### EXERCISE PROMPT
Provide only the number of lines below that hold "flagged".

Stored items
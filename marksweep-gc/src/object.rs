use std::fmt;
use std::sync::atomic::{AtomicU64, Ordering};

/// Source of object identities, shared by every heap in the process.
static NEXT_OBJECT_ID: AtomicU64 = AtomicU64::new(1);

/// The identity of a managed object.
///
/// Identities are strictly increasing in allocation order and are never reused,
/// even after the object they named has been collected.
#[derive(Debug, Clone, Copy, PartialEq, Eq, PartialOrd, Ord, Hash)]
pub struct ObjectId(u64);

impl ObjectId {
    fn next() -> Self {
        Self(NEXT_OBJECT_ID.fetch_add(1, Ordering::Relaxed))
    }

    /// Returns the raw integer value of this identity.
    #[inline]
    pub fn get(self) -> u64 {
        self.0
    }
}

impl fmt::Display for ObjectId {
    fn fmt(&self, f: &mut fmt::Formatter<'_>) -> fmt::Result {
        write!(f, "#{}", self.0)
    }
}

/// The mark state of a managed object.
#[derive(Debug, Clone, Copy, PartialEq, Eq, Hash)]
pub enum MarkState {
    /// Not (yet) proven reachable in the current cycle.
    Unmarked,
    /// Proven reachable in the current cycle.
    Marked,
    /// Reclaimed by a sweep. This state is terminal.
    Collected,
}

impl MarkState {
    /// Returns the lowercase name of this state.
    pub fn as_str(self) -> &'static str {
        match self {
            MarkState::Unmarked => "unmarked",
            MarkState::Marked => "marked",
            MarkState::Collected => "collected",
        }
    }
}

impl fmt::Display for MarkState {
    fn fmt(&self, f: &mut fmt::Formatter<'_>) -> fmt::Result {
        f.write_str(self.as_str())
    }
}

/// Represents a node of the object graph, as it is stored within the heap.
#[derive(Debug, Clone)]
pub struct ManagedObject<T> {
    id: ObjectId,
    name: String,
    data: T,
    /// Outgoing edges, in insertion order and without duplicates.
    references: Vec<ObjectId>,
    state: MarkState,
}

impl<T> ManagedObject<T> {
    /// Creates a fresh, unmarked object with no outgoing references.
    pub(crate) fn new(name: String, data: T) -> Self {
        Self {
            id: ObjectId::next(),
            name,
            data,
            references: Vec::new(),
            state: MarkState::Unmarked,
        }
    }

    /// Returns the identity of this object.
    #[inline]
    pub fn id(&self) -> ObjectId {
        self.id
    }

    /// Returns the display name of this object.
    #[inline]
    pub fn name(&self) -> &str {
        &self.name
    }

    /// Returns the payload of this object.
    #[inline]
    pub fn data(&self) -> &T {
        &self.data
    }

    /// Returns the payload of this object, mutably.
    #[inline]
    pub fn data_mut(&mut self) -> &mut T {
        &mut self.data
    }

    /// Returns the outgoing references of this object, in insertion order.
    #[inline]
    pub fn references(&self) -> &[ObjectId] {
        &self.references
    }

    /// Returns the current mark state of this object.
    #[inline]
    pub fn state(&self) -> MarkState {
        self.state
    }

    /// Returns whether this object was reached by the latest mark phase.
    #[inline]
    pub fn is_marked(&self) -> bool {
        self.state == MarkState::Marked
    }

    /// Appends a reference to `target`, unless already present.
    ///
    /// Returns whether the reference list changed.
    pub(crate) fn add_reference(&mut self, target: ObjectId) -> bool {
        if self.references.contains(&target) {
            return false;
        }
        self.references.push(target);
        true
    }

    /// Removes the reference to `target`, if present.
    ///
    /// Returns whether the reference list changed.
    pub(crate) fn remove_reference(&mut self, target: ObjectId) -> bool {
        match self.references.iter().position(|it| *it == target) {
            Some(idx) => {
                self.references.remove(idx);
                true
            }
            None => false,
        }
    }

    /// Clears the mark, as the first step of a mark phase.
    pub(crate) fn clear_mark(&mut self) {
        self.state = MarkState::Unmarked;
    }

    /// Marks this object as reachable.
    pub(crate) fn mark(&mut self) {
        self.state = MarkState::Marked;
    }

    /// Turns this object into a tombstone.
    pub(crate) fn bury(&mut self) {
        self.state = MarkState::Collected;
    }
}

impl<T> fmt::Display for ManagedObject<T> {
    fn fmt(&self, f: &mut fmt::Formatter<'_>) -> fmt::Result {
        write!(
            f,
            "Object({}: {}, refs={}, state={})",
            self.id,
            self.name,
            self.references.len(),
            self.state,
        )
    }
}

#[cfg(test)]
mod tests {
    use super::*;

    #[test]
    fn fresh_object_is_unmarked_and_empty() {
        let object = ManagedObject::new(String::from("test"), 42);

        assert_eq!(object.name(), "test");
        assert_eq!(*object.data(), 42);
        assert_eq!(object.state(), MarkState::Unmarked);
        assert!(object.references().is_empty());
    }

    #[test]
    fn ids_are_strictly_increasing() {
        let first = ManagedObject::new(String::from("a"), ());
        let second = ManagedObject::new(String::from("a"), ());

        assert!(first.id() < second.id());
        assert_ne!(first.id(), second.id());
    }

    #[test]
    fn duplicate_references_are_ignored() {
        let mut object = ManagedObject::new(String::from("a"), ());
        let target = ManagedObject::new(String::from("b"), ());

        assert!(object.add_reference(target.id()));
        assert!(!object.add_reference(target.id()));
        assert_eq!(object.references(), &[target.id()]);
    }

    #[test]
    fn removing_a_missing_reference_is_a_no_op() {
        let mut object = ManagedObject::new(String::from("a"), ());
        let first = ManagedObject::new(String::from("b"), ());
        let second = ManagedObject::new(String::from("c"), ());

        object.add_reference(first.id());
        object.add_reference(second.id());

        assert!(!object.remove_reference(object.id()));
        assert!(object.remove_reference(first.id()));
        assert!(!object.remove_reference(first.id()));
        assert_eq!(object.references(), &[second.id()]);
    }

    #[test]
    fn display_format() {
        let mut object = ManagedObject::new(String::from("node"), ());
        object.add_reference(object.id());
        object.mark();

        let expected = format!("Object({}: node, refs=1, state=marked)", object.id());
        assert_eq!(object.to_string(), expected);
    }
}
//!
//! Scripted walkthroughs of the collector, each narrating one scenario.
//!

use std::collections::{HashSet, VecDeque};
use std::io::Write;

use anyhow::{bail, ensure, Error};
use rand::rngs::StdRng;
use rand::{Rng, SeedableRng};

use marksweep_gc::{CycleStats, GcHeap, ObjectId};

use crate::render;

type Heap = GcHeap<Option<&'static str>>;

/// Names and descriptions of the available demos, in the order `all` runs them.
pub const DEMOS: &[(&str, &str)] = &[
    ("basic", "basic garbage collection"),
    ("circular", "circular references"),
    ("multiple-roots", "multiple root objects"),
    ("progressive", "progressive cleanup as references and roots go away"),
    ("web", "web server handling requests"),
    ("phases", "mark and sweep phases, one at a time"),
    ("random", "random object graph, checked against a breadth-first search"),
];

const RULE: &str = "======================================================================";

/// Runs the demo with the given name (or all of them, for `all`).
pub fn run(name: &str, seed: u64, out: &mut dyn Write) -> Result<(), Error> {
    match name {
        "basic" => basic(out),
        "circular" => circular(out),
        "multiple-roots" => multiple_roots(out),
        "progressive" => progressive(out),
        "web" => web(out),
        "phases" => phases(out),
        "random" => random(seed, out),
        "all" => {
            for (name, _) in DEMOS {
                run(name, seed, out)?;
            }
            writeln!(out, "All demos completed!")?;
            Ok(())
        }
        _ => bail!("unknown demo '{}' (try --list-demos)", name),
    }
}

fn banner(out: &mut dyn Write, title: &str, scenario: &str) -> Result<(), Error> {
    writeln!(out)?;
    writeln!(out, "{}", RULE)?;
    writeln!(out, "DEMO: {}", title)?;
    writeln!(out, "{}", RULE)?;
    writeln!(out, "Scenario: {}", scenario)?;
    writeln!(out)?;
    Ok(())
}

fn collect(out: &mut dyn Write, heap: &mut Heap) -> Result<CycleStats, Error> {
    let stats = heap.collect();
    writeln!(
        out,
        "GC complete: {} objects freed, {} objects remaining",
        stats.collected_objects, stats.final_objects,
    )?;
    write!(out, "{}", heap.dump())?;
    Ok(stats)
}

fn basic(out: &mut dyn Write) -> Result<(), Error> {
    banner(
        out,
        "Basic Garbage Collection",
        "creating objects with some becoming unreachable",
    )?;
    let mut heap = Heap::new();

    let main = heap.allocate("Main", Some("main object"));
    let helper = heap.allocate("Helper", Some("helper"));
    heap.allocate("Orphan", Some("will be garbage"));
    let child = heap.allocate("Child", Some("child object"));

    heap.add_reference(main, helper)?;
    heap.add_reference(helper, child)?;
    heap.add_root(main)?;

    write!(out, "{}", heap.dump())?;
    let stats = collect(out, &mut heap)?;

    ensure!(stats.collected_objects == 1, "expected only the orphan to be collected");
    Ok(())
}

fn circular(out: &mut dyn Write) -> Result<(), Error> {
    banner(
        out,
        "Circular References",
        "objects with circular references (A -> B -> C -> A)",
    )?;
    let mut heap = Heap::new();

    let a = heap.allocate("Node-A", None);
    let b = heap.allocate("Node-B", None);
    let c = heap.allocate("Node-C", None);
    heap.add_reference(a, b)?;
    heap.add_reference(b, c)?;
    heap.add_reference(c, a)?;

    let root = heap.allocate("Root", None);
    heap.add_reference(root, a)?;
    heap.add_root(root)?;

    write!(out, "{}", heap.dump())?;
    writeln!(out, "The cycle is reachable from the root, so everything is kept.")?;
    let stats = collect(out, &mut heap)?;
    ensure!(stats.collected_objects == 0, "the rooted cycle should survive");

    writeln!(out, "Removing the root's reference to the cycle...")?;
    heap.remove_reference(root, a)?;
    let stats = collect(out, &mut heap)?;
    ensure!(stats.collected_objects == 3, "the whole cycle should be collected");

    Ok(())
}

fn multiple_roots(out: &mut dyn Write) -> Result<(), Error> {
    banner(
        out,
        "Multiple Root Objects",
        "multiple root objects, like multiple stack frames",
    )?;
    let mut heap = Heap::new();

    let frame_1 = heap.allocate("StackFrame-1", None);
    let frame_2 = heap.allocate("StackFrame-2", None);
    heap.add_root(frame_1)?;
    heap.add_root(frame_2)?;

    let obj_1a = heap.allocate("Frame1-ObjA", None);
    let obj_1b = heap.allocate("Frame1-ObjB", None);
    heap.add_reference(frame_1, obj_1a)?;
    heap.add_reference(obj_1a, obj_1b)?;

    let obj_2a = heap.allocate("Frame2-ObjA", None);
    let obj_2b = heap.allocate("Frame2-ObjB", None);
    heap.add_reference(frame_2, obj_2a)?;
    heap.add_reference(obj_2a, obj_2b)?;

    heap.allocate("Orphan-1", None);
    heap.allocate("Orphan-2", None);

    write!(out, "{}", heap.dump())?;
    writeln!(out, "Two separate object trees hang off two roots: only the orphans go.")?;
    let stats = collect(out, &mut heap)?;

    ensure!(stats.collected_objects == 2, "expected the two orphans to be collected");
    Ok(())
}

fn progressive(out: &mut dyn Write) -> Result<(), Error> {
    banner(
        out,
        "Progressive Cleanup",
        "gradually removing references and roots, and watching garbage accumulate",
    )?;
    let mut heap = Heap::new();

    let root = heap.allocate("Root", None);
    heap.add_root(root)?;

    let branch_1 = heap.allocate("Branch-1", None);
    let branch_2 = heap.allocate("Branch-2", None);
    heap.add_reference(root, branch_1)?;
    heap.add_reference(root, branch_2)?;

    for name in &["Leaf-1A", "Leaf-1B"] {
        let leaf = heap.allocate(*name, None);
        heap.add_reference(branch_1, leaf)?;
    }
    for name in &["Leaf-2A", "Leaf-2B"] {
        let leaf = heap.allocate(*name, None);
        heap.add_reference(branch_2, leaf)?;
    }

    write!(out, "{}", heap.dump())?;

    writeln!(out, "1. Every object is reachable:")?;
    let first = collect(out, &mut heap)?;

    writeln!(out, "2. Removing the reference to Branch-1:")?;
    heap.remove_reference(root, branch_1)?;
    let second = collect(out, &mut heap)?;

    writeln!(out, "3. Removing the reference to Branch-2:")?;
    heap.remove_reference(root, branch_2)?;
    let third = collect(out, &mut heap)?;

    writeln!(out, "4. Removing the root itself:")?;
    heap.remove_root(root)?;
    let fourth = collect(out, &mut heap)?;

    let collected = [first, second, third, fourth]
        .iter()
        .map(|it| it.collected_objects)
        .collect::<Vec<_>>();
    ensure!(collected == [0, 3, 3, 1], "unexpected cleanup sequence: {:?}", collected);

    writeln!(out, "Final stats: {:?}", heap.stats())?;
    Ok(())
}

fn web(out: &mut dyn Write) -> Result<(), Error> {
    banner(
        out,
        "Web Server Requests",
        "simulating HTTP request processing with temporary objects",
    )?;
    let mut heap = Heap::new();

    let app = heap.allocate("WebApplication", Some("port=8080"));
    heap.add_root(app)?;
    let db_pool = heap.allocate("DatabasePool", Some("connections=10"));
    heap.add_reference(app, db_pool)?;
    writeln!(out, "Web server started with a database pool.")?;

    let mut requests = Vec::new();
    for (idx, (path, user)) in [("/api/users", "user_id=123"), ("/api/posts", "user_id=456")]
        .iter()
        .enumerate()
    {
        writeln!(out, "Processing request {} ({})...", idx + 1, path)?;
        let request = heap.allocate(format!("Request-{}", idx + 1), Some(*path));
        heap.add_root(request)?;

        let session = heap.allocate(format!("Session-{}", idx + 1), Some(*user));
        let response = heap.allocate(format!("Response-{}", idx + 1), Some("status=200"));
        heap.add_reference(request, session)?;
        heap.add_reference(request, response)?;
        heap.add_reference(request, db_pool)?;
        requests.push(request);
    }
    write!(out, "{}", heap.dump())?;

    for (idx, request) in requests.into_iter().enumerate() {
        writeln!(out, "Request {} completed, cleaning up...", idx + 1)?;
        heap.remove_root(request)?;
        let stats = collect(out, &mut heap)?;
        ensure!(
            stats.collected_objects == 3,
            "request {} should free its request, session and response",
            idx + 1,
        );
    }

    writeln!(out, "The application and its database pool remain, still rooted.")?;
    writeln!(out, "Total GC stats: {:?}", heap.stats())?;
    Ok(())
}

fn phases(out: &mut dyn Write) -> Result<(), Error> {
    banner(
        out,
        "Mark and Sweep Phases",
        "running each phase separately and looking at the graph in between",
    )?;
    let mut heap = Heap::new();

    let root = heap.allocate("Root", None);
    heap.add_root(root)?;
    let reachable_1 = heap.allocate("Reachable-1", None);
    let reachable_2 = heap.allocate("Reachable-2", None);
    heap.allocate("Garbage-1", None);
    heap.allocate("Garbage-2", None);
    heap.add_reference(root, reachable_1)?;
    heap.add_reference(reachable_1, reachable_2)?;

    write!(out, "{}", render::ascii(&heap, "Before Collection"))?;

    let marked = heap.mark();
    write!(out, "{}", render::ascii(&heap, "After Mark Phase"))?;

    let tombstones = heap.sweep();
    write!(out, "{}", render::ascii(&heap, "After Sweep Phase"))?;
    for tombstone in tombstones.iter() {
        writeln!(out, "  collected: {}", tombstone)?;
    }

    ensure!(marked == 3 && tombstones.len() == 2, "unexpected phase results");
    Ok(())
}

/// Computes the objects reachable from the roots with a breadth-first search.
fn reachable(heap: &Heap) -> HashSet<ObjectId> {
    let mut seen = HashSet::new();
    let mut queue: VecDeque<ObjectId> = heap.roots().map(|it| it.id()).collect();

    while let Some(id) = queue.pop_front() {
        if !seen.insert(id) {
            continue;
        }
        let object = heap.handle(id).and_then(|gc| heap.get(gc).ok());
        if let Some(object) = object {
            queue.extend(object.references().iter().copied());
        }
    }

    seen
}

fn random(seed: u64, out: &mut dyn Write) -> Result<(), Error> {
    banner(
        out,
        "Random Object Graph",
        "a random graph, collected, then compared with an independent reachability search",
    )?;
    writeln!(out, "Seed: {}", seed)?;

    let mut rng = StdRng::seed_from_u64(seed);
    let mut heap = Heap::new();

    let count = rng.gen_range(50..200);
    let handles: Vec<_> = (0..count)
        .map(|idx| heap.allocate(format!("node-{}", idx), None))
        .collect();
    for from in handles.iter() {
        for _ in 0..rng.gen_range(0..4) {
            let to = handles[rng.gen_range(0..handles.len())];
            heap.add_reference(*from, to)?;
        }
        if rng.gen_bool(0.05) {
            heap.add_root(*from)?;
        }
    }

    let expected = reachable(&heap);
    let stats = heap.collect();
    let survivors: HashSet<ObjectId> = heap.objects().map(|it| it.id()).collect();

    writeln!(
        out,
        "{} objects, {} roots: {} marked, {} collected",
        stats.initial_objects, stats.roots, stats.marked_objects, stats.collected_objects,
    )?;
    ensure!(
        survivors == expected,
        "the collector kept {} objects, but {} are reachable",
        survivors.len(),
        expected.len(),
    );
    writeln!(out, "Survivors match the breadth-first search exactly.")?;
    Ok(())
}
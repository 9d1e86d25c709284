/// Application-wide constants to avoid magic values throughout the codebase.
/// Column names of the policy dataset
pub mod columns {
    /// Column holding one or more reference URLs for a policy
    pub const REFERENCE: &str = "reference";
}

/// HTTP status code constants
pub mod http_status {
    /// Responses with a status strictly above this value are flagged.
    /// 400 itself passes.
    pub const FLAG_ABOVE: u16 = 400;
    /// HTTP 200 OK - successful response
    pub const OK: u16 = 200;
    /// HTTP 401 Unauthorized - the page exists behind a login, never flagged
    pub const UNAUTHORIZED: u16 = 401;
    /// HTTP 404 Not Found - resource not found
    pub const NOT_FOUND: u16 = 404;
    /// HTTP 500 Internal Server Error - server error
    pub const INTERNAL_SERVER_ERROR: u16 = 500;
}

/// Timeout and duration constants
pub mod timeouts {
    /// Default wall-clock budget for checking every URL of one row, in seconds
    pub const DEFAULT_ROW_TIMEOUT_SECONDS: u64 = 8;
    /// Default budget for a single URL request, in seconds
    pub const DEFAULT_URL_TIMEOUT_SECONDS: u64 = 5;
    /// Timeout for the policy database API request, in seconds
    pub const API_TIMEOUT_SECONDS: u64 = 300;
    /// Timeout for each spreadsheet API call, in seconds
    pub const SHEETS_TIMEOUT_SECONDS: u64 = 60;
    /// Largest accepted timeout (1 hour)
    pub const MAX_TIMEOUT_SECONDS: u64 = 3600;
}

/// Network constants
pub mod network {
    /// Browser user agent sent with reference checks; some sites block
    /// obvious bots and would otherwise be reported as broken.
    pub const BROWSER_USER_AGENT: &str = "Mozilla/5.0 (Windows NT 6.1; WOW64) AppleWebKit/537.36 (KHTML, like Gecko) Chrome/56.0.2924.76 Safari/537.36";
    /// Maximum number of redirects followed per reference check
    pub const MAX_REDIRECTS: usize = 10;
}

/// Policy database API constants
pub mod api {
    /// Default endpoint of the Climate Policy Database API
    pub const DEFAULT_API_URL: &str = "http://cpdb-dev.waat.eu/api/v1/climate-policies";
    /// Environment variable holding the API user name
    pub const USER_ENV: &str = "CPDB_API_USER";
    /// Environment variable holding the API password
    pub const PASSWORD_ENV: &str = "CPDB_API_PASSWORD";
}

/// Spreadsheet sink constants
pub mod sheets {
    /// Base URL of the Google Sheets v4 REST API
    pub const DEFAULT_API_URL: &str = "https://sheets.googleapis.com/v4/spreadsheets";
    /// Environment variable holding an OAuth bearer token for the Sheets API
    pub const TOKEN_ENV: &str = "CPDB_SHEETS_TOKEN";
    /// Worksheet title format (one worksheet per day)
    pub const WORKSHEET_DATE_FORMAT: &str = "%Y-%m-%d";
    /// Spare rows added when a worksheet is created
    pub const EXTRA_ROWS: usize = 10;
}

/// Default configuration values
pub mod defaults {
    /// References that are valid but routinely fail automated checks
    pub const IGNORED_URLS: [&str; 1] = ["http://www.climatechange.gov.au"];
    /// Empty reference fields are flagged unless explicitly skipped
    pub const IGNORE_EMPTY: bool = false;
    /// Name of the configuration file searched for in the working directory
    pub const CONFIG_FILE_NAME: &str = ".cpdb-refcheck.toml";
}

### EXERCISE ANSWER
3